Однако вряд ли непосредственно ремесло иллюзиониста привлекло внимание Николая Ивановича, если только тот не намеревался открыть собственное цирковое шоу – вдруг с детских лет ему не давали мирно спать заслуженные лавры Игоря и Эмиля Кио? Потому, миражи пока оставим по боку, так, разве пригодились попутно для характерного описания самого Виктора Даниловича Алданова.
Важным мне представлялись его прежние передвижения, или путешествия. Точнее, рассказы о них. Которые доселе никого не волновали. За исключением, пожалуй, Мао. Да и то потому, что это входило в его прямые служебные обязанности – врачевание шизофренического навязчивого бреда и подробное изложение оного на отчетной бумаге истории болезни. Ведь у нас как? При неясности диагноза пациента шизофрения – воистину магическая палочка-выручалочка. Пиши, не ошибешься. Оттого, что сама по себе шизофрения есть дело темное. С телесной патологией вроде бы не связана, в то время как природа ее…? Лукавый ее знает!
Правда, в случае «Кэмела» никакого явного бреда, тем более навязчивого, в помине не было. Он охотно травил свои байки всем желающим внимать ему на досуге, но сам не приставал никогда. Если ему не верили, что для персонала нашего стационара в общем-то было объяснимо-нормально, «Кэмел» нисколько не обижался, даже наоборот. Усмехался с подначкой, придерживаясь святого правила всякого завзятого застольного сказочника: «не хочешь, не слушай, а врать не мешай».
Но прежде чем приступить к укороченному изложению похождений Виктора Даниловича, надо потратить некоторое количество слов на разъяснение самого определения «путешественник», принятого условно в нашем одомашненном лечебном обиходе.

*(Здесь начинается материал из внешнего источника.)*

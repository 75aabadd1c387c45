use std::fs;
use std::path::Path;

use base64::Engine;
use tracing::debug;

use crate::error::{CoreError, CoreResult};

/// A PDF packed into a self-contained data URI for inline display.
#[derive(Debug, Clone, PartialEq, Eq)]
pub struct PdfEmbed {
    pub data_uri: String,
    pub byte_len: u64,
}

impl PdfEmbed {
    pub fn iframe_html(&self, height_px: u32) -> String {
        format!(
            r#"<iframe src="{}" width="100%" height="{height_px}px"></iframe>"#,
            self.data_uri
        )
    }
}

pub fn render(path: &Path) -> CoreResult<PdfEmbed> {
    render_with_limit(path, None)
}

/// Like [`render`], but refuses files larger than `max_bytes`.
pub fn render_with_limit(path: &Path, max_bytes: Option<u64>) -> CoreResult<PdfEmbed> {
    if !path.is_file() {
        return Err(CoreError::NotFound {
            path: path.to_path_buf(),
        });
    }
    let size = fs::metadata(path)
        .map_err(|err| CoreError::io(path, err))?
        .len();
    if let Some(limit) = max_bytes.filter(|limit| size > *limit) {
        return Err(CoreError::TooLarge {
            path: path.to_path_buf(),
            size,
            limit,
        });
    }

    let bytes = fs::read(path).map_err(|err| CoreError::io(path, err))?;
    let encoded = base64::engine::general_purpose::STANDARD.encode(&bytes);
    debug!(path = %path.display(), bytes = bytes.len(), "embedded pdf");
    Ok(PdfEmbed {
        data_uri: format!("data:application/pdf;base64,{encoded}"),
        byte_len: bytes.len() as u64,
    })
}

Это были люди, преимущественно тихие, в силу либо обстоятельств, либо собственной своей неприспособленности, оказавшиеся на окраине социальной жизни. В нашем стационаре их обитало ровно двое. Помимо Вити Алданова еще в женском отделении Шурочка Синельникова, в пятьдесят с небольшим хвостиком лет уже настоящая старушка-богомолка, хотя за молитвой ее никто ни разу не видал. Тоже бывшая беспаспортная бродяжка, в отличие от Вити-«Кэмела» молчаливо бесстрастная особа, рот на замке и тайна за семью печатями. Хотя, как можно было узнать о том из истории ее болезни, содержание одолевавшего Шурочку шизофренического заблуждения сильно походило на то, что нам доводилось не раз и не два слыхивать от ее товарища по несчастью. Однако между собой они не общались близко. Строго говоря, вообще никак. Наверное, не имели острой нужды в обмене впечатлениями.
«Путешественников», насколько мне известно, хватает в любых иных психиатрических лечебницах, не только в нашем закрытом наглухо от ушей и глаз Минздрава стационаре. Как правило, опасности для общества они не представляют никакой, разве для самих себя. Некоторые якобы посещали Атлантиду, вдруг всплывшую посреди Онежского озера. Другие летали на альфу Центавра через пространственный портал, открывшийся им в Триумфальной арке на Кутузовском проспекте столицы. Или спускались к центру земли в Новоафонской пещере исключительно посредством кабалистических заклинаний. Да мало ли что еще. Список тут разнообразен. Рассказ по обыкновению путается в существенных деталях, и потому, уловленные в противоречиях, «путешественники» зачастую его меняют на еще более несвязный и нелепый. Патология явная и легкая в обнаружении. Многие поддаются лечению, и даже порой возвращаются в ряды здравомыслящих граждан, хотя и не до конца полноценными.